Information provided.
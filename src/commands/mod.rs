pub mod backups;
pub mod config;
pub mod diff;
pub mod experiment;
pub mod history;
pub mod ignore;
pub mod menu;
pub mod restore;
pub mod save;
pub mod status;
pub mod sync;

pub use backups::*;
pub use config::*;
pub use diff::*;
pub use experiment::*;
pub use history::*;
pub use ignore::*;
pub use menu::*;
pub use restore::*;
pub use save::*;
pub use status::*;
pub use sync::*;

Exercise requirements. From the line containing "pub use backups::*;" through the last line of the records, output each line exactly and nothing more.

Task answer.
pub use backups::*;
pub use config::*;
pub use diff::*;
pub use experiment::*;
pub use history::*;
pub use ignore::*;
pub use menu::*;
pub use restore::*;
pub use save::*;
pub use status::*;
pub use sync::*;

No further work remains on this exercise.